Paleonephrops browni

(Whitfield 1907)

Geological Time: Cretaceous

Size: Lobster fossil would be 20.9 cm (8.25”) in length if outstretched

Fossil Site: Bear Paw Shale, North Eastern Montana

Fossil Code: PFD212

Price: $2900.00


Paleonephrops browni Lobster FossilDescription: Offered is a superbly preserved dorsal-side 3D lobster from the Cretaceous of Montana. It is a male specimen as evident by the large right side crusher claw. Both arms and claws are fully extended, inflated and almost completely intact. The eyestalks are potntially in place. Note the pustulate carapace and arms. This one even has its walking legs preserved! The telson is tucked under, but was masterfully prepped out. The abdomen and telson show little compression. However, there is some crushing to the top left hand side of the abdomen. The thorax and head have incurred some substantial crushing.

This Paleonephrops browni is from an old collection. The site is now closed to all collecting. It is quite doubtful you will ever find another available in the future.
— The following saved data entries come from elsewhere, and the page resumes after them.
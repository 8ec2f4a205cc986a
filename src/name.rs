use core::fmt;
use core::num::NonZeroU16;

/// An ordered sequence of typed components identifying a data object.
///
/// Names compare lexicographically component by component, and components
/// compare by type then by value bytes. Under this total order every name
/// sharing a given prefix falls into the contiguous half-open range
/// `[prefix, prefix.successor())`, which is what the content store's index
/// relies on for prefix matching.
#[derive(Clone, Default, PartialEq, Eq, PartialOrd, Ord, Hash)]
pub struct Name {
    components: Vec<NameComponent>,
}

impl Name {
    pub fn new() -> Self {
        Self {
            components: Vec::new(),
        }
    }

    pub fn from_components(components: Vec<NameComponent>) -> Self {
        Self { components }
    }

    /// Parses a slash-separated URI such as `/a/b/1`. Every segment becomes a
    /// generic component of its raw UTF-8 bytes; `%XX` escapes are decoded.
    /// `/` is the empty name. Empty segments are rejected.
    pub fn from_uri(uri: &str) -> Option<Self> {
        let rest = uri.strip_prefix('/')?;
        if rest.is_empty() {
            return Some(Self::new());
        }
        let mut components = Vec::new();
        for segment in rest.split('/') {
            if segment.is_empty() {
                return None;
            }
            components.push(NameComponent::generic(&unescape(segment)?));
        }
        Some(Self { components })
    }

    pub fn component_count(&self) -> usize {
        self.components.len()
    }

    pub fn is_empty(&self) -> bool {
        self.components.is_empty()
    }

    pub fn get(&self, index: usize) -> Option<&NameComponent> {
        self.components.get(index)
    }

    pub fn components(&self) -> impl Iterator<Item = &NameComponent> {
        self.components.iter()
    }

    pub fn push(&mut self, component: NameComponent) {
        self.components.push(component);
    }

    /// The first `count` components, or the whole name if shorter.
    pub fn prefix(&self, count: usize) -> Name {
        let count = count.min(self.components.len());
        Name {
            components: self.components[..count].to_vec(),
        }
    }

    pub fn is_prefix_of(&self, other: &Name) -> bool {
        other.components.len() >= self.components.len()
            && self.components == other.components[..self.components.len()]
    }

    /// The smallest name strictly greater than every name having `self` as a
    /// prefix. Appending a zero byte to the last component yields its
    /// immediate successor in the component order, so the result is the
    /// exclusive upper bound of the prefix range. `None` for the empty name,
    /// whose range is unbounded above.
    pub fn successor(&self) -> Option<Name> {
        let last = self.components.last()?;
        let mut bytes = Vec::with_capacity(last.bytes.len() + 1);
        bytes.extend_from_slice(&last.bytes);
        bytes.push(0);
        let mut components = self.components.clone();
        components.pop();
        components.push(NameComponent {
            typ: last.typ,
            bytes: bytes.into_boxed_slice(),
        });
        Some(Name { components })
    }

    /// Canonical string form, used as the key of the public-name set.
    pub fn to_uri(&self) -> String {
        self.to_string()
    }
}

impl fmt::Display for Name {
    fn fmt(&self, f: &mut fmt::Formatter<'_>) -> fmt::Result {
        if self.components.is_empty() {
            return write!(f, "/");
        }
        for component in &self.components {
            write!(f, "/{}", component)?;
        }
        Ok(())
    }
}

impl fmt::Debug for Name {
    fn fmt(&self, f: &mut fmt::Formatter<'_>) -> fmt::Result {
        fmt::Display::fmt(self, f)
    }
}

/// One name component: a type code and opaque value bytes.
///
/// The derived ordering (type first, then bytes) keeps implicit-digest
/// components, which carry the smallest type code, ahead of generic siblings,
/// so exact full names sort before any descendant under the same prefix.
#[derive(Clone, PartialEq, Eq, PartialOrd, Ord, Hash)]
pub struct NameComponent {
    typ: NonZeroU16,
    bytes: Box<[u8]>,
}

#[derive(Copy, Clone)]
pub enum NameComponentType {
    Generic,
    ImplicitSha256Digest,
    ParameterSha256Digest,
    Other(NonZeroU16),
}

const NAME_COMPONENT_TYPE_GENERIC: u16 = 8;
const NAME_COMPONENT_TYPE_IMPLICIT_SHA256: u16 = 1;
const NAME_COMPONENT_TYPE_PARAMETER_SHA256: u16 = 2;

impl From<NonZeroU16> for NameComponentType {
    fn from(value: NonZeroU16) -> Self {
        match value.get() {
            NAME_COMPONENT_TYPE_GENERIC => NameComponentType::Generic,
            NAME_COMPONENT_TYPE_IMPLICIT_SHA256 => NameComponentType::ImplicitSha256Digest,
            NAME_COMPONENT_TYPE_PARAMETER_SHA256 => NameComponentType::ParameterSha256Digest,
            v => NameComponentType::Other(v.try_into().unwrap()),
        }
    }
}

impl From<NameComponentType> for NonZeroU16 {
    fn from(value: NameComponentType) -> Self {
        match value {
            NameComponentType::Generic => NAME_COMPONENT_TYPE_GENERIC.try_into().unwrap(),
            NameComponentType::ImplicitSha256Digest => {
                NAME_COMPONENT_TYPE_IMPLICIT_SHA256.try_into().unwrap()
            }
            NameComponentType::ParameterSha256Digest => {
                NAME_COMPONENT_TYPE_PARAMETER_SHA256.try_into().unwrap()
            }
            NameComponentType::Other(v) => v,
        }
    }
}

impl NameComponent {
    pub fn new(typ: NameComponentType, bytes: &[u8]) -> Self {
        Self {
            typ: typ.into(),
            bytes: Box::from(bytes),
        }
    }

    pub fn generic(bytes: &[u8]) -> Self {
        Self::new(NameComponentType::Generic, bytes)
    }

    pub fn component_type(&self) -> NameComponentType {
        self.typ.into()
    }

    pub fn typ(&self) -> NonZeroU16 {
        self.typ
    }

    pub fn bytes(&self) -> &[u8] {
        &self.bytes
    }
}

impl fmt::Display for NameComponent {
    fn fmt(&self, f: &mut fmt::Formatter<'_>) -> fmt::Result {
        match self.component_type() {
            NameComponentType::Generic => escape(f, &self.bytes),
            NameComponentType::ImplicitSha256Digest => {
                write!(f, "sha256digest=")?;
                for b in self.bytes.iter() {
                    write!(f, "{:02x}", b)?;
                }
                Ok(())
            }
            NameComponentType::ParameterSha256Digest => {
                write!(f, "params-sha256=")?;
                for b in self.bytes.iter() {
                    write!(f, "{:02x}", b)?;
                }
                Ok(())
            }
            NameComponentType::Other(t) => {
                write!(f, "{}=", t)?;
                escape(f, &self.bytes)
            }
        }
    }
}

impl fmt::Debug for NameComponent {
    fn fmt(&self, f: &mut fmt::Formatter<'_>) -> fmt::Result {
        fmt::Display::fmt(self, f)
    }
}

fn escape(f: &mut fmt::Formatter<'_>, bytes: &[u8]) -> fmt::Result {
    for &b in bytes {
        if b.is_ascii_alphanumeric() || matches!(b, b'-' | b'.' | b'_' | b'~') {
            write!(f, "{}", b as char)?;
        } else {
            write!(f, "%{:02X}", b)?;
        }
    }
    Ok(())
}

fn unescape(segment: &str) -> Option<Vec<u8>> {
    let mut out = Vec::with_capacity(segment.len());
    let mut bytes = segment.bytes();
    while let Some(b) = bytes.next() {
        if b == b'%' {
            let hi = bytes.next()?;
            let lo = bytes.next()?;
            let hex = [hi, lo];
            let hex = core::str::from_utf8(&hex).ok()?;
            out.push(u8::from_str_radix(hex, 16).ok()?);
        } else {
            out.push(b);
        }
    }
    Some(out)
}

#[cfg(test)]
mod tests {
    use super::*;

    fn name(uri: &str) -> Name {
        Name::from_uri(uri).unwrap()
    }

    #[test]
    fn test_uri_round_trip() {
        assert_eq!(name("/").to_uri(), "/");
        assert_eq!(name("/a/b/1").to_uri(), "/a/b/1");
        assert_eq!(name("/a%2Fb").to_uri(), "/a%2Fb");
        assert!(Name::from_uri("no-slash").is_none());
        assert!(Name::from_uri("/a//b").is_none());
    }

    #[test]
    fn test_prefix_relations() {
        let root = name("/");
        let a = name("/a");
        let ab = name("/a/b");
        assert!(root.is_prefix_of(&a));
        assert!(a.is_prefix_of(&a));
        assert!(a.is_prefix_of(&ab));
        assert!(!ab.is_prefix_of(&a));
        assert!(!name("/b").is_prefix_of(&ab));
        assert_eq!(ab.prefix(1), a);
        assert_eq!(ab.prefix(5), ab);
    }

    #[test]
    fn test_ordering_puts_prefix_first() {
        let a = name("/a");
        let ab = name("/a/b");
        let b = name("/b");
        assert!(a < ab);
        assert!(ab < b);
    }

    #[test]
    fn test_digest_component_sorts_before_generic() {
        // An exact full name (digest next) must sort before any descendant
        // with a generic next component.
        let mut exact = name("/a");
        exact.push(NameComponent::new(
            NameComponentType::ImplicitSha256Digest,
            &[0xFF; 32],
        ));
        let descendant = name("/a/b");
        assert!(exact < descendant);
    }

    #[test]
    fn test_successor_bounds_prefix_range() {
        let a = name("/a");
        let succ = a.successor().unwrap();
        // Everything prefixed by /a sorts below the successor...
        assert!(a < succ);
        assert!(name("/a/b") < succ);
        assert!(name("/a/%FF%FF") < succ);
        // ...and nothing between /a and its successor escapes the prefix.
        assert!(name("/b") > succ);
        assert!(!a.is_prefix_of(&succ));
        assert!(name("/").successor().is_none());
    }
}
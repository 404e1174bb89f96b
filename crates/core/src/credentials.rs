//! Access credentials loaded from the local token store.

use crate::{Error, Result};
use serde::Deserialize;
use std::fmt;

/// An access/refresh token pair read from the token file.
///
/// Read-only input: this client never renews or rewrites tokens. The
/// refresh token is carried only so a malformed store is caught up front.
#[derive(Clone, Deserialize)]
pub struct Credentials {
    access_token: String,
    refresh_token: String,
}

impl Credentials {
    /// Parse the token-file contents (JSON with `access_token` and
    /// `refresh_token`). Missing or empty fields are rejected before any
    /// network activity happens.
    pub fn from_json(contents: &str) -> Result<Self> {
        let credentials: Credentials = serde_json::from_str(contents)
            .map_err(|e| Error::InvalidCredentials(format!("malformed token file: {e}")))?;
        if credentials.access_token.is_empty() || credentials.refresh_token.is_empty() {
            return Err(Error::InvalidCredentials(
                "access_token and refresh_token must be non-empty".into(),
            ));
        }
        Ok(credentials)
    }

    /// The bearer token sent on every request.
    pub fn access_token(&self) -> &str {
        &self.access_token
    }

    /// The refresh token (unused by this client).
    pub fn refresh_token(&self) -> &str {
        &self.refresh_token
    }
}

// Token values must never end up in logs or error output.
impl fmt::Debug for Credentials {
    fn fmt(&self, f: &mut fmt::Formatter<'_>) -> fmt::Result {
        f.debug_struct("Credentials")
            .field("access_token", &"<redacted>")
            .field("refresh_token", &"<redacted>")
            .finish()
    }
}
My talented master preparator Rod Bartlett just recently completed the air abrasion work. Rod specializes in crustacean preparation. He painstakingly invested over thirty hours of work into curating this specimen. This magnificent specimen truly earns our highest accolade of museum fossil.
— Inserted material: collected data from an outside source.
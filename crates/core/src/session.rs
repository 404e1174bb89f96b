//! Upload session lifecycle and offset accounting.

use crate::{Error, Result};
use bytes::Bytes;
use std::fmt;

/// Orchestrator state for one upload attempt.
#[derive(Clone, Copy, Debug, PartialEq, Eq)]
pub enum UploadState {
    /// Nothing has happened yet.
    Idle,
    /// The per-file key was obtained from the key service.
    KeyAcquired,
    /// The creation request succeeded and a session URL is known.
    SessionOpen,
    /// Chunks are being transferred.
    Transferring,
    /// The full file length was acknowledged by the server.
    Completed,
    /// The attempt was aborted by an error.
    Failed,
}

impl UploadState {
    /// Check if the attempt reached a terminal state.
    pub fn is_terminal(&self) -> bool {
        matches!(self, Self::Completed | Self::Failed)
    }
}

/// A resumable upload session issued by the server.
///
/// The offset is the authoritative cursor for where the next chunk must
/// begin. It only ever moves forward and never past the total size.
#[derive(Clone, Debug)]
pub struct UploadSession {
    upload_url: String,
    total_size: u64,
    offset: u64,
}

impl UploadSession {
    /// Open a session at offset zero.
    pub fn new(upload_url: String, total_size: u64) -> Self {
        Self {
            upload_url,
            total_size,
            offset: 0,
        }
    }

    /// The service-issued session endpoint for chunk transfers.
    pub fn upload_url(&self) -> &str {
        &self.upload_url
    }

    /// Total file size in bytes.
    pub fn total_size(&self) -> u64 {
        self.total_size
    }

    /// Bytes acknowledged by the server so far.
    pub fn offset(&self) -> u64 {
        self.offset
    }

    /// Bytes not yet acknowledged.
    pub fn remaining(&self) -> u64 {
        self.total_size - self.offset
    }

    /// Check whether the full file length has been acknowledged.
    /// An empty file is complete without any transfer.
    pub fn is_complete(&self) -> bool {
        self.offset == self.total_size
    }

    /// Length of the next chunk to send.
    pub fn next_chunk_len(&self, chunk_size: u64) -> u64 {
        chunk_size.min(self.remaining())
    }

    /// Number of transfers a full upload will take.
    pub fn expected_chunk_count(&self, chunk_size: u64) -> u64 {
        self.total_size.div_ceil(chunk_size)
    }

    /// Record the server-acknowledged offset after a chunk transfer.
    pub fn advance(&mut self, new_offset: u64) -> Result<()> {
        if new_offset < self.offset {
            return Err(Error::Session(format!(
                "offset moved backwards: {} -> {}",
                self.offset, new_offset
            )));
        }
        if new_offset > self.total_size {
            return Err(Error::Session(format!(
                "offset {} exceeds total size {}",
                new_offset, self.total_size
            )));
        }
        self.offset = new_offset;
        Ok(())
    }
}

/// One contiguous byte range of the source file, sent in a single request.
///
/// Owned by the transporter for the duration of one transfer attempt and
/// discarded once the attempt resolves.
#[derive(Clone)]
pub struct Chunk {
    data: Bytes,
    offset: u64,
    total_size: u64,
}

impl Chunk {
    /// Build a chunk, enforcing `offset < total_size` and
    /// `len <= total_size - offset`.
    pub fn new(data: Bytes, offset: u64, total_size: u64) -> Result<Self> {
        if offset >= total_size {
            return Err(Error::Session(format!(
                "chunk offset {offset} is past the end of a {total_size}-byte file"
            )));
        }
        if data.len() as u64 > total_size - offset {
            return Err(Error::Session(format!(
                "chunk of {} bytes at offset {offset} overruns total size {total_size}",
                data.len()
            )));
        }
        Ok(Self {
            data,
            offset,
            total_size,
        })
    }

    /// The raw chunk bytes.
    pub fn data(&self) -> &Bytes {
        &self.data
    }

    /// Offset of the first byte within the file.
    pub fn offset(&self) -> u64 {
        self.offset
    }

    /// Chunk length in bytes.
    pub fn len(&self) -> u64 {
        self.data.len() as u64
    }

    /// Check for a zero-length chunk (never sent on the wire).
    pub fn is_empty(&self) -> bool {
        self.data.is_empty()
    }

    /// The cumulative offset the server must report after accepting
    /// this chunk.
    pub fn expected_offset(&self) -> u64 {
        self.offset + self.len()
    }
}

impl fmt::Debug for Chunk {
    fn fmt(&self, f: &mut fmt::Formatter<'_>) -> fmt::Result {
        f.debug_struct("Chunk")
            .field("offset", &self.offset)
            .field("len", &self.data.len())
            .field("total_size", &self.total_size)
            .finish()
    }
}

#[cfg(test)]
mod tests {
    use super::*;

    #[test]
    fn test_state_terminality() {
        assert!(UploadState::Completed.is_terminal());
        assert!(UploadState::Failed.is_terminal());
        for state in [
            UploadState::Idle,
            UploadState::KeyAcquired,
            UploadState::SessionOpen,
            UploadState::Transferring,
        ] {
            assert!(!state.is_terminal());
        }
    }

    #[test]
    fn test_advance_is_monotonic() {
        let mut session = UploadSession::new("http://s/u/1".into(), 100);
        session.advance(40).unwrap();
        session.advance(40).unwrap();
        assert!(session.advance(30).is_err());
        assert_eq!(session.offset(), 40);
    }

    #[test]
    fn test_advance_never_exceeds_total() {
        let mut session = UploadSession::new("http://s/u/1".into(), 100);
        assert!(session.advance(101).is_err());
        session.advance(100).unwrap();
        assert!(session.is_complete());
    }

    #[test]
    fn test_empty_file_is_immediately_complete() {
        let session = UploadSession::new("http://s/u/1".into(), 0);
        assert!(session.is_complete());
        assert_eq!(session.expected_chunk_count(5), 0);
    }

    #[test]
    fn test_chunk_count_and_lengths() {
        let mut session = UploadSession::new("http://s/u/1".into(), 100);
        assert_eq!(session.expected_chunk_count(30), 4);
        assert_eq!(session.next_chunk_len(30), 30);
        session.advance(90).unwrap();
        assert_eq!(session.next_chunk_len(30), 10); // Last chunk is smaller
    }

    #[test]
    fn test_chunk_preconditions() {
        assert!(Chunk::new(Bytes::from_static(b"abcd"), 0, 10).is_ok());
        assert!(Chunk::new(Bytes::from_static(b"abcd"), 10, 10).is_err());
        assert!(Chunk::new(Bytes::from_static(b"abcd"), 8, 10).is_err());
        let chunk = Chunk::new(Bytes::from_static(b"ab"), 8, 10).unwrap();
        assert_eq!(chunk.expected_offset(), 10);
    }
}
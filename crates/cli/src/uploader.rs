//! Upload orchestration: key acquisition, session creation and the
//! sequential chunk-transfer loop.

use crate::client::UploadClient;
use crate::error::Result;
use bytes::Bytes;
use drivectl_core::{Chunk, UploadSession, UploadState};
use std::path::Path;
use tokio::fs::File;
use tokio::io::AsyncReadExt;

/// Progress snapshot emitted after each accepted chunk.
///
/// Pure observability signal; nothing reads it back for control flow.
#[derive(Clone, Copy, Debug, PartialEq, Eq)]
pub struct TransferProgress {
    pub bytes_sent: u64,
    pub total_size: u64,
}

impl TransferProgress {
    pub fn percent(&self) -> f64 {
        if self.total_size == 0 {
            100.0
        } else {
            self.bytes_sent as f64 / self.total_size as f64 * 100.0
        }
    }
}

/// Summary of a completed upload.
#[derive(Clone, Debug)]
pub struct UploadSummary {
    pub filename: String,
    pub bytes_sent: u64,
    pub chunks_sent: u64,
}

/// Drives one upload from key acquisition to completion.
///
/// The transfer loop is strictly sequential: the next chunk is not read
/// from disk until the server has acknowledged the previous one, so at
/// most one request is in flight at any time.
pub struct Uploader {
    client: UploadClient,
    chunk_size: u64,
    state: UploadState,
}

impl Uploader {
    pub fn new(client: UploadClient, chunk_size: u64) -> Self {
        Self {
            client,
            chunk_size,
            state: UploadState::Idle,
        }
    }

    /// Current position in the upload state machine.
    pub fn state(&self) -> UploadState {
        self.state
    }

    /// Upload the file at `path`. Any failure is fatal to the attempt:
    /// the file handle is released and no step is retried.
    pub async fn run(
        &mut self,
        path: &Path,
        parent: Option<&str>,
        mut on_progress: impl FnMut(TransferProgress),
    ) -> Result<UploadSummary> {
        self.state = UploadState::Idle;
        match self.drive(path, parent, &mut on_progress).await {
            Ok(summary) => {
                self.transition(UploadState::Completed);
                Ok(summary)
            }
            Err(err) => {
                self.transition(UploadState::Failed);
                Err(err)
            }
        }
    }

    async fn drive(
        &mut self,
        path: &Path,
        parent: Option<&str>,
        on_progress: &mut dyn FnMut(TransferProgress),
    ) -> Result<UploadSummary> {
        let key = self.client.fetch_file_key().await?;
        self.transition(UploadState::KeyAcquired);

        let created = self.client.create_upload(path, &key, parent).await?;
        self.transition(UploadState::SessionOpen);

        let mut session = UploadSession::new(created.upload_url, created.total_size);
        let mut file = File::open(path).await?;
        self.transition(UploadState::Transferring);

        let mut chunks_sent = 0u64;
        while !session.is_complete() {
            let len = usize::try_from(session.next_chunk_len(self.chunk_size))
                .map_err(|_| drivectl_core::Error::Session("chunk size exceeds platform limits".into()))?;
            let mut data = vec![0u8; len];
            file.read_exact(&mut data).await?;

            let chunk = Chunk::new(Bytes::from(data), session.offset(), session.total_size())?;
            let new_offset = self.client.upload_chunk(session.upload_url(), &chunk).await?;
            session.advance(new_offset)?;
            chunks_sent += 1;

            tracing::debug!(
                offset = new_offset,
                total = session.total_size(),
                "chunk accepted"
            );
            on_progress(TransferProgress {
                bytes_sent: session.offset(),
                total_size: session.total_size(),
            });
        }

        Ok(UploadSummary {
            filename: path
                .file_name()
                .and_then(|name| name.to_str())
                .unwrap_or("<unnamed>")
                .to_string(),
            bytes_sent: session.offset(),
            chunks_sent,
        })
    }

    fn transition(&mut self, next: UploadState) {
        tracing::debug!(from = ?self.state, to = ?next, "upload state transition");
        self.state = next;
    }
}

#[cfg(test)]
mod tests {
    use super::*;

    #[test]
    fn test_progress_percent() {
        let progress = TransferProgress {
            bytes_sent: 3,
            total_size: 12,
        };
        assert!((progress.percent() - 25.0).abs() < f64::EPSILON);

        let empty = TransferProgress {
            bytes_sent: 0,
            total_size: 0,
        };
        assert!((empty.percent() - 100.0).abs() < f64::EPSILON);
    }
}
Background: Only a few of these specimens have been preserved in this state of preservation. This species is found in the same areas as the more famous and numerous iridescent ammolite ammonites Placenticeras. Those rare lobsters discovered normally shatter when the concretion is broken, or are in a poor state of preservation. According to the previous owner, this one was obtained from a small research collection, of which, the rest went to a university for study. For comparison sake, consider this the crustacean discovery equivalent of a fully complete T-rex skeleton

The lobsters are preserved in argillaceous limestone concretions that have the shape of slightly flattened prolate ellipsoids. The concretions that contain lobsters generally contain only a single animal. However, a few contain two lobsters, and one contained a lobster and a crab. The lobsters are preserved as sediment filled exoskeletons which usually have the claws, cephalothorax and abdomen articulated, preserved in an upright position and stretched out along the axis of the animal. The abdomen may be enrolled to varying degrees. Most specimens show some evidence of minor dorsal-ventral compression and a few are laterally compressed. Diagenetic changes have altered the chitinous exoskeletons although preservation is delicate enough to have preserved internal (endophragmal) skeletons in some individuals. The lobster corpses and molts decayed on the sea bottom and as the articulating membranes decomposed the surrounding sediment found its way into the interior of the exoskeleton. Calcite precipitated and filled the interstitial spaces in the mud in and around the lobsters forming the argillaceous limestone concretions. (From the Journal of Paleontology, November 1977, Robert F. Feldman).